Cannabis Talk 101 on iHeartRadio
Cannabinoids 101: A Beginner's Guide to THC

Cannabinoids 101: A Beginner’s Guide to THC

What is THC?

Tetrahydrocannabinol or simply, THC is one of many cannabinoids found in cannabis. It is well-known for its “high” effects and is one of the most popular cannabinoids. Cannabis refers to a group of three plants known as Cannabis sativa (including Hemp, a botanical class of Cannabis sativa), Cannabis indica, and Cannabis ruderalis. And THC is well known as the compound responsible for most of cannabis’ psychological effects.

THC is chemically similar to the body’s naturally produced endocannabinoids.


When THC enters the body, it interacts with the endocannabinoid system or ECS. It is a complex cell-signaling system present nearly everywhere in the human body. It is made up of three components: endocannabinoids, receptors, and enzymes. These elements work together to help regulate a range of processes and functions in our body such as mood, memory, sleep, appetite, and more.

So, what causes the “high”?

First, we need to know what are cannabinoid receptors. Also known as the CB1 and CB2 receptors, they are also found throughout the body. CB1 is mainly present in the central nervous system while CB2 is densely packed in the peripheral nervous system. THC attaches and activates both of these receptors. As a result, it affects memory, pleasure, movements, thinking, concentration, coordination, and sensory and time perception.
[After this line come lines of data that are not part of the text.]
use serde::{Deserialize, Serialize};

/// Weights for the five scoring signals.
///
/// Passed by value into every ranking call; there is no process-wide default
/// that callers can mutate. The engine does not check that the components sum
/// to 1.0. A vector that does not may push confidence outside [0, 100].
#[derive(Clone, Copy, Debug, PartialEq, Serialize, Deserialize)]
#[serde(default, deny_unknown_fields)]
pub struct WeightVector {
    pub name: f64,
    pub account: f64,
    pub keyword: f64,
    pub group: f64,
    pub completeness: f64,
}

impl WeightVector {
    pub const DEFAULT: Self = Self {
        name: 0.40,
        account: 0.25,
        keyword: 0.15,
        group: 0.10,
        completeness: 0.10,
    };

    /// Field names in `as_array` order, for diagnostics.
    pub const DIMENSIONS: [&'static str; 5] =
        ["name", "account", "keyword", "group", "completeness"];

    pub fn as_array(&self) -> [f64; 5] {
        [
            self.name,
            self.account,
            self.keyword,
            self.group,
            self.completeness,
        ]
    }

    pub fn sum(&self) -> f64 {
        self.as_array().iter().sum()
    }

    /// True when the components sum to 1.0 within floating-point noise.
    pub fn is_normalized(&self) -> bool {
        (self.sum() - 1.0).abs() < 1e-9
    }

    /// A copy rescaled to sum to 1.0, or `None` when the sum is not positive.
    pub fn normalized(&self) -> Option<Self> {
        let sum = self.sum();
        if !sum.is_finite() || sum <= 0.0 {
            return None;
        }
        Some(Self {
            name: self.name / sum,
            account: self.account / sum,
            keyword: self.keyword / sum,
            group: self.group / sum,
            completeness: self.completeness / sum,
        })
    }
}

impl Default for WeightVector {
    fn default() -> Self {
        Self::DEFAULT
    }
}
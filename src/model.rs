use chrono::{DateTime, Utc};
use serde::{Deserialize, Serialize};

use crate::explain::Reason;
use crate::weights::WeightVector;

/// A raw account record returned by the identity lookup service.
///
/// Field names follow the lookup service's camelCase JSON so records can be
/// deserialized as they arrive.
#[derive(Clone, Debug, PartialEq, Eq, Serialize, Deserialize)]
#[serde(rename_all = "camelCase")]
pub struct Candidate {
    pub id: u64,
    pub primary_name: String,
    pub display_name: String,
    #[serde(default)]
    pub verified: bool,
    #[serde(default)]
    pub created_at: Option<DateTime<Utc>>,
    #[serde(default)]
    pub bio: Option<String>,
}

impl Candidate {
    pub fn new(
        id: u64,
        primary_name: impl Into<String>,
        display_name: impl Into<String>,
    ) -> Self {
        Self {
            id,
            primary_name: primary_name.into(),
            display_name: display_name.into(),
            verified: false,
            created_at: None,
            bio: None,
        }
    }

    pub fn with_verified(mut self, verified: bool) -> Self {
        self.verified = verified;
        self
    }

    pub fn with_created_at(mut self, created_at: DateTime<Utc>) -> Self {
        self.created_at = Some(created_at);
        self
    }

    pub fn with_bio(mut self, bio: impl Into<String>) -> Self {
        self.bio = Some(bio.into());
        self
    }

    /// The bio, with an empty string treated as absent.
    pub fn bio_text(&self) -> Option<&str> {
        self.bio.as_deref().filter(|b| !b.is_empty())
    }
}

/// Optional caller-supplied context used to bias ranking.
#[derive(Clone, Debug, Default, PartialEq, Eq, Serialize, Deserialize)]
#[serde(rename_all = "camelCase")]
pub struct RankingHints {
    #[serde(default)]
    pub keywords: Option<Vec<String>>,
    #[serde(default)]
    pub group_ids: Option<Vec<String>>,
}

impl RankingHints {
    pub fn with_keywords<I, S>(keywords: I) -> Self
    where
        I: IntoIterator<Item = S>,
        S: Into<String>,
    {
        Self {
            keywords: Some(keywords.into_iter().map(Into::into).collect()),
            group_ids: None,
        }
    }

    pub fn with_group_ids<I, S>(mut self, group_ids: I) -> Self
    where
        I: IntoIterator<Item = S>,
        S: Into<String>,
    {
        self.group_ids = Some(group_ids.into_iter().map(Into::into).collect());
        self
    }

    /// Keywords, or `None` when absent or empty.
    pub fn keyword_list(&self) -> Option<&[String]> {
        self.keywords.as_deref().filter(|k| !k.is_empty())
    }

    /// Group ids, or `None` when absent or empty.
    pub fn group_id_list(&self) -> Option<&[String]> {
        self.group_ids.as_deref().filter(|g| !g.is_empty())
    }
}

/// The five [0,1] sub-scores behind a confidence value.
#[derive(Clone, Copy, Debug, Default, PartialEq, Serialize)]
pub struct SignalVector {
    pub name: f64,
    pub account: f64,
    pub keyword: f64,
    pub group: f64,
    pub completeness: f64,
}

impl SignalVector {
    pub fn as_array(&self) -> [f64; 5] {
        [
            self.name,
            self.account,
            self.keyword,
            self.group,
            self.completeness,
        ]
    }

    /// Σ weight_i · signal_i
    pub fn weighted_sum(&self, weights: &WeightVector) -> f64 {
        self.as_array()
            .iter()
            .zip(weights.as_array())
            .map(|(signal, weight)| signal * weight)
            .sum()
    }

    /// round(100 · Σ weight_i · signal_i), floored at zero.
    #[allow(clippy::cast_possible_truncation, clippy::cast_sign_loss)]
    pub fn confidence(&self, weights: &WeightVector) -> u32 {
        (self.weighted_sum(weights) * 100.0).round().max(0.0) as u32
    }
}

/// One ranked result. Borrows the candidate from the caller's input slice.
#[derive(Clone, Debug, PartialEq, Serialize)]
pub struct ScoredCandidate<'a> {
    pub candidate: &'a Candidate,
    pub confidence: u32,
    pub signals: SignalVector,
    pub breakdown: Vec<Reason>,
}

impl ScoredCandidate<'_> {
    pub fn id(&self) -> u64 {
        self.candidate.id
    }

    /// Breakdown rendered as display strings.
    pub fn breakdown_labels(&self) -> Vec<&'static str> {
        self.breakdown.iter().map(Reason::label).collect()
    }
}

#[cfg(test)]
mod tests {
    use super::*;

    #[test]
    fn test_candidate_from_lookup_json() {
        let json = r#"{
            "id": 42,
            "primaryName": "RobloxUser",
            "displayName": "Player123",
            "verified": true,
            "createdAt": "2021-03-04T05:06:07Z"
        }"#;
        let candidate: Candidate = serde_json::from_str(json).unwrap();
        assert_eq!(candidate.id, 42);
        assert_eq!(candidate.primary_name, "RobloxUser");
        assert!(candidate.verified);
        assert!(candidate.created_at.is_some());
        assert_eq!(candidate.bio, None);
    }

    #[test]
    fn test_empty_bio_is_absent() {
        let candidate = Candidate::new(1, "a", "b").with_bio("");
        assert_eq!(candidate.bio_text(), None);
    }

    #[test]
    fn test_empty_hint_lists_are_absent() {
        let hints = RankingHints::with_keywords(Vec::<String>::new()).with_group_ids(["g1"]);
        assert!(hints.keyword_list().is_none());
        assert_eq!(hints.group_id_list().map(<[String]>::len), Some(1));
    }

    #[test]
    fn test_confidence_rounds_weighted_sum() {
        let signals = SignalVector {
            name: 1.0,
            account: 0.5,
            keyword: 0.5,
            group: 0.5,
            completeness: 0.0,
        };
        // 0.40 + 0.125 + 0.075 + 0.05 = 0.65
        assert_eq!(signals.confidence(&WeightVector::default()), 65);
    }

    #[test]
    fn test_confidence_floors_negative_sums() {
        let weights = WeightVector {
            name: -1.0,
            ..WeightVector::default()
        };
        let signals = SignalVector {
            name: 1.0,
            ..SignalVector::default()
        };
        assert_eq!(signals.confidence(&weights), 0);
    }
}
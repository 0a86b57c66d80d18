//! Candidate ranking and disambiguation for ambiguous identity queries.
//!
//! Given a free-text query and candidate account records from a lookup
//! service, scores each candidate on five signals (name similarity, account
//! trust, keyword hits, group overlap, profile completeness), combines them
//! into an integer confidence and returns the candidates in confidence order
//! with a short list of reasons.
//!
//! Everything here is pure: no I/O and no state that survives a call.

pub mod config;
pub mod error;
pub mod explain;
pub mod model;
pub mod normalize;
pub mod ranker;
pub mod signals;
pub mod similarity;
pub mod weights;

#[cfg(feature = "python")]
mod python;

pub use config::RankingConfig;
pub use error::ConfigError;
pub use explain::Reason;
pub use model::{Candidate, RankingHints, ScoredCandidate, SignalVector};
pub use ranker::{rank, top_suggestions, Ranker, DEFAULT_SUGGESTION_LIMIT};
pub use signals::{GroupOverlap, MembershipOverlap, NeutralGroupOverlap};
pub use similarity::{jaro_winkler, similarity, MatchTier, NameMatch};
pub use weights::WeightVector;
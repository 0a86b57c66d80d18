//! Python extension surface. Built with `--features python`.

use chrono::{DateTime, Utc};
use pyo3::exceptions::PyValueError;
use pyo3::prelude::*;

use crate::model::{Candidate, RankingHints, ScoredCandidate};
use crate::ranker::{self, DEFAULT_SUGGESTION_LIMIT};
use crate::similarity;
use crate::weights::WeightVector;

/// Input data for a single candidate record.
///
/// `verified`, `created_at` and `bio` may be left out of the dict; a missing
/// key reads the same as `False` or `None`.
#[derive(Debug, FromPyObject)]
#[pyo3(from_item_all)]
struct CandidateData {
    id: u64,
    primary_name: String,
    display_name: String,
    #[pyo3(default)]
    verified: bool,
    #[pyo3(default)]
    created_at: Option<String>,
    #[pyo3(default)]
    bio: Option<String>,
}

impl CandidateData {
    fn into_candidate(self) -> PyResult<Candidate> {
        let created_at = self
            .created_at
            .map(|raw| {
                DateTime::parse_from_rfc3339(&raw)
                    .map(|at| at.with_timezone(&Utc))
                    .map_err(|e| {
                        PyValueError::new_err(format!(
                            "candidate {}: bad created_at '{raw}': {e}",
                            self.id
                        ))
                    })
            })
            .transpose()?;

        Ok(Candidate {
            id: self.id,
            primary_name: self.primary_name,
            display_name: self.display_name,
            verified: self.verified,
            created_at,
            bio: self.bio,
        })
    }
}

/// Signal weights, passed as a dict from Python.
#[derive(Clone, Copy, Debug, FromPyObject)]
#[pyo3(from_item_all)]
struct WeightsData {
    name: f64,
    account: f64,
    keyword: f64,
    group: f64,
    completeness: f64,
}

impl From<WeightsData> for WeightVector {
    fn from(w: WeightsData) -> Self {
        Self {
            name: w.name,
            account: w.account,
            keyword: w.keyword,
            group: w.group,
            completeness: w.completeness,
        }
    }
}

/// One ranked candidate, returned to Python as a dict
#[derive(Clone, Debug, IntoPyObject)]
struct ScoredData {
    candidate_id: u64,
    confidence: u32,
    name: f64,
    account: f64,
    keyword: f64,
    group: f64,
    completeness: f64,
    breakdown: Vec<String>,
}

impl From<&ScoredCandidate<'_>> for ScoredData {
    fn from(scored: &ScoredCandidate<'_>) -> Self {
        Self {
            candidate_id: scored.id(),
            confidence: scored.confidence,
            name: scored.signals.name,
            account: scored.signals.account,
            keyword: scored.signals.keyword,
            group: scored.signals.group,
            completeness: scored.signals.completeness,
            breakdown: scored
                .breakdown_labels()
                .into_iter()
                .map(str::to_owned)
                .collect(),
        }
    }
}

fn convert(
    candidates: Vec<CandidateData>,
    keywords: Option<Vec<String>>,
    group_ids: Option<Vec<String>>,
) -> PyResult<(Vec<Candidate>, RankingHints)> {
    let candidates = candidates
        .into_iter()
        .map(CandidateData::into_candidate)
        .collect::<PyResult<Vec<_>>>()?;
    Ok((candidates, RankingHints { keywords, group_ids }))
}

/// Rank all candidates for a query, highest confidence first.
#[pyfunction]
#[pyo3(signature = (query, candidates, keywords=None, group_ids=None, weights=None))]
fn rank(
    py: Python<'_>,
    query: &str,
    candidates: Vec<CandidateData>,
    keywords: Option<Vec<String>>,
    group_ids: Option<Vec<String>>,
    weights: Option<WeightsData>,
) -> PyResult<Vec<ScoredData>> {
    let (candidates, hints) = convert(candidates, keywords, group_ids)?;
    let weights = weights.map(WeightVector::from);
    Ok(py.allow_threads(|| {
        ranker::rank(query, &candidates, Some(&hints), weights)
            .iter()
            .map(ScoredData::from)
            .collect()
    }))
}

/// The best `limit` candidates for a query.
#[pyfunction]
#[pyo3(signature = (query, candidates, limit=DEFAULT_SUGGESTION_LIMIT, keywords=None, group_ids=None, weights=None))]
fn top_suggestions(
    py: Python<'_>,
    query: &str,
    candidates: Vec<CandidateData>,
    limit: usize,
    keywords: Option<Vec<String>>,
    group_ids: Option<Vec<String>>,
    weights: Option<WeightsData>,
) -> PyResult<Vec<ScoredData>> {
    let (candidates, hints) = convert(candidates, keywords, group_ids)?;
    let weights = weights.map(WeightVector::from);
    Ok(py.allow_threads(|| {
        ranker::top_suggestions(query, &candidates, limit, Some(&hints), weights)
            .iter()
            .map(ScoredData::from)
            .collect()
    }))
}

/// Jaro-Winkler similarity for Python: returns float 0.0-1.0
#[pyfunction]
fn jaro_winkler(a: &str, b: &str) -> f64 {
    similarity::jaro_winkler(a, b)
}

#[pymodule]
fn identity_ranker(m: &Bound<'_, PyModule>) -> PyResult<()> {
    m.add_function(wrap_pyfunction!(rank, m)?)?;
    m.add_function(wrap_pyfunction!(top_suggestions, m)?)?;
    m.add_function(wrap_pyfunction!(jaro_winkler, m)?)?;
    Ok(())
}

#[cfg(test)]
mod tests {
    use super::*;
    use pyo3::types::PyDict;

    fn record<'py>(py: Python<'py>, id: u64, name: &str) -> Bound<'py, PyDict> {
        let dict = PyDict::new(py);
        dict.set_item("id", id).unwrap();
        dict.set_item("primary_name", name).unwrap();
        dict.set_item("display_name", name).unwrap();
        dict
    }

    #[test]
    fn test_candidate_without_optional_keys() {
        pyo3::prepare_freethreaded_python();
        Python::with_gil(|py| {
            let data: CandidateData = record(py, 1, "Sky").extract().unwrap();
            let candidate = data.into_candidate().unwrap();
            assert!(!candidate.verified);
            assert_eq!(candidate.created_at, None);
            assert_eq!(candidate.bio, None);
        });
    }

    #[test]
    fn test_rank_accepts_sparse_records() {
        pyo3::prepare_freethreaded_python();
        Python::with_gil(|py| {
            let sparse = record(py, 1, "sky");
            sparse.set_item("verified", false).unwrap();
            let full = record(py, 2, "nobody");
            full.set_item("created_at", "2020-01-01T00:00:00Z").unwrap();
            full.set_item("bio", "builds things in the sky").unwrap();

            let candidates = vec![
                sparse.extract::<CandidateData>().unwrap(),
                full.extract::<CandidateData>().unwrap(),
            ];
            let ranked = rank(py, "sky", candidates, None, None, None).unwrap();
            assert_eq!(ranked.len(), 2);
            assert_eq!(ranked[0].candidate_id, 1);
            // 0.40 name + 0.0375 account + 0.075 keyword + 0.05 group
            assert_eq!(ranked[0].confidence, 56);
        });
    }

    #[test]
    fn test_bad_timestamp_is_a_value_error() {
        pyo3::prepare_freethreaded_python();
        Python::with_gil(|py| {
            let dict = record(py, 7, "sky");
            dict.set_item("created_at", "yesterday").unwrap();
            let data: CandidateData = dict.extract().unwrap();
            let err = data.into_candidate().unwrap_err();
            assert!(err.is_instance_of::<PyValueError>(py));
        });
    }
}
//! Drives analysis and a GitHub commit through the real HTTP clients against mock servers.

use codelift::github::GitHubClient;
use codelift::suggest::llm::OpenRouterClient;
use codelift::suggest::settle::Branch;
use codelift::suggest::{AnalysisResponse, SuggestError, Suggester};
use std::sync::Arc;
use tempfile::TempDir;
use wiremock::matchers::{body_partial_json, body_string_contains, method, path};
use wiremock::{Mock, MockServer, ResponseTemplate};

const LEGACY: &str = r#"<div class="nav"><a href="/">Home</a></div>
<style>.nav { display: flex; gap: 8px; }</style>"#;

fn completion(content: serde_json::Value) -> ResponseTemplate {
    ResponseTemplate::new(200).set_body_json(serde_json::json!({
        "choices": [{"message": {"content": content.to_string()}}],
        "usage": {"prompt_tokens": 100, "completion_tokens": 20, "total_tokens": 120}
    }))
}

fn suggester(server: &MockServer) -> Suggester {
    let client = OpenRouterClient::new("sk-test")
        .unwrap()
        .with_base_url(server.uri())
        .with_max_retries(0);
    Suggester::new(Arc::new(client))
}

async fn mount_branch(server: &MockServer, marker: &str, response: ResponseTemplate) {
    Mock::given(method("POST"))
        .and(path("/chat/completions"))
        .and(body_string_contains(marker))
        .respond_with(response)
        .expect(1)
        .mount(server)
        .await;
}

const COMPONENTS_MARKER: &str = "suggests React components";
const STYLES_MARKER: &str = "You are a CSS expert";
const PROJECT_MARKER: &str = "Your task is to convert";

#[tokio::test]
async fn partial_analysis_then_export_and_push() {
    let llm = MockServer::start().await;
    mount_branch(
        &llm,
        COMPONENTS_MARKER,
        ResponseTemplate::new(503).set_body_string("overloaded"),
    )
    .await;
    mount_branch(
        &llm,
        STYLES_MARKER,
        completion(serde_json::json!({"suggestions": ["flex gap-2", "text-sm"]})),
    )
    .await;
    mount_branch(
        &llm,
        PROJECT_MARKER,
        completion(serde_json::json!({"files": [
            {"path": "src/components/Nav.tsx", "content": "export function Nav() { return null; }"},
            {"path": "src/app/page.tsx", "content": "import { Nav } from '../components/Nav';"}
        ]})),
    )
    .await;

    let suggestions = suggester(&llm).analyze(LEGACY).await.unwrap();
    assert_eq!(suggestions.components, "");
    assert_eq!(suggestions.styles, "flex gap-2\ntext-sm");
    assert_eq!(suggestions.project.len(), 2);
    assert_eq!(suggestions.degraded, vec![Branch::Components]);
    assert_eq!(suggestions.usage.as_ref().unwrap().total_tokens, 240);

    let out = TempDir::new().unwrap();
    let written = suggestions.project.write_to(out.path()).unwrap();
    assert_eq!(written.len(), 2);
    let nav = std::fs::read_to_string(out.path().join("src/components/Nav.tsx")).unwrap();
    assert_eq!(nav, "export function Nav() { return null; }");

    let github = MockServer::start().await;
    Mock::given(method("GET"))
        .and(path("/repos/acme/site/contents/src/components/Nav.tsx"))
        .respond_with(ResponseTemplate::new(404).set_body_json(serde_json::json!({
            "message": "Not Found"
        })))
        .mount(&github)
        .await;
    Mock::given(method("PUT"))
        .and(path("/repos/acme/site/contents/src/components/Nav.tsx"))
        .and(body_partial_json(serde_json::json!({"message": "Add Nav component"})))
        .respond_with(ResponseTemplate::new(201).set_body_json(serde_json::json!({
            "content": {"sha": "0123456789abcdef"}
        })))
        .expect(1)
        .mount(&github)
        .await;

    let client = GitHubClient::new(Some("gho_test".to_string()), github.uri()).unwrap();
    let sha = client
        .update_file("acme", "site", "src/components/Nav.tsx", &nav, "Add Nav component")
        .await
        .unwrap();
    assert_eq!(sha, "0123456789abcdef");
}

#[tokio::test]
async fn total_failure_reports_single_error() {
    let llm = MockServer::start().await;
    Mock::given(method("POST"))
        .and(path("/chat/completions"))
        .respond_with(ResponseTemplate::new(500).set_body_string("down"))
        .expect(3)
        .mount(&llm)
        .await;

    let result = suggester(&llm).analyze(LEGACY).await;
    assert!(matches!(result, Err(SuggestError::AllUpstreamFailed)));

    let wire = serde_json::to_value(AnalysisResponse::from(result)).unwrap();
    assert_eq!(
        wire,
        serde_json::json!({"error": "Failed to get suggestions from AI."})
    );
}

#[tokio::test]
async fn blank_input_never_reaches_the_model() {
    let llm = MockServer::start().await;
    let err = suggester(&llm).analyze(" \n ").await.unwrap_err();
    assert_eq!(err.to_string(), "Code input is empty.");
    assert!(llm.received_requests().await.unwrap().is_empty());
}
Scientists have identified at least 113 different chemicals in the cannabis plant. Aside from THC, CBD is also one of the most popular cannabinoids. And while THC is known to cause a person to experience a high, CBD won’t.

This is because when consumed, THC binds itself and almost mimics the body’s endocannabinoids while CBD is known to support ECS in regulating key bodily functions.

Is THC legal?

Currently, federal and state marijuana laws may conflict with each other. It is because, under federal law, it is illegal to grow, buy, sell, or carry cannabis with more than 0.3% of THC. However, a handful of states have passed laws allowing its use as a treatment for certain medical conditions. In addition, several states and the District of Columbia have also legalized cannabis for adult recreational use.

So before you try to buy products containing THC, it’s important to research your state’s laws.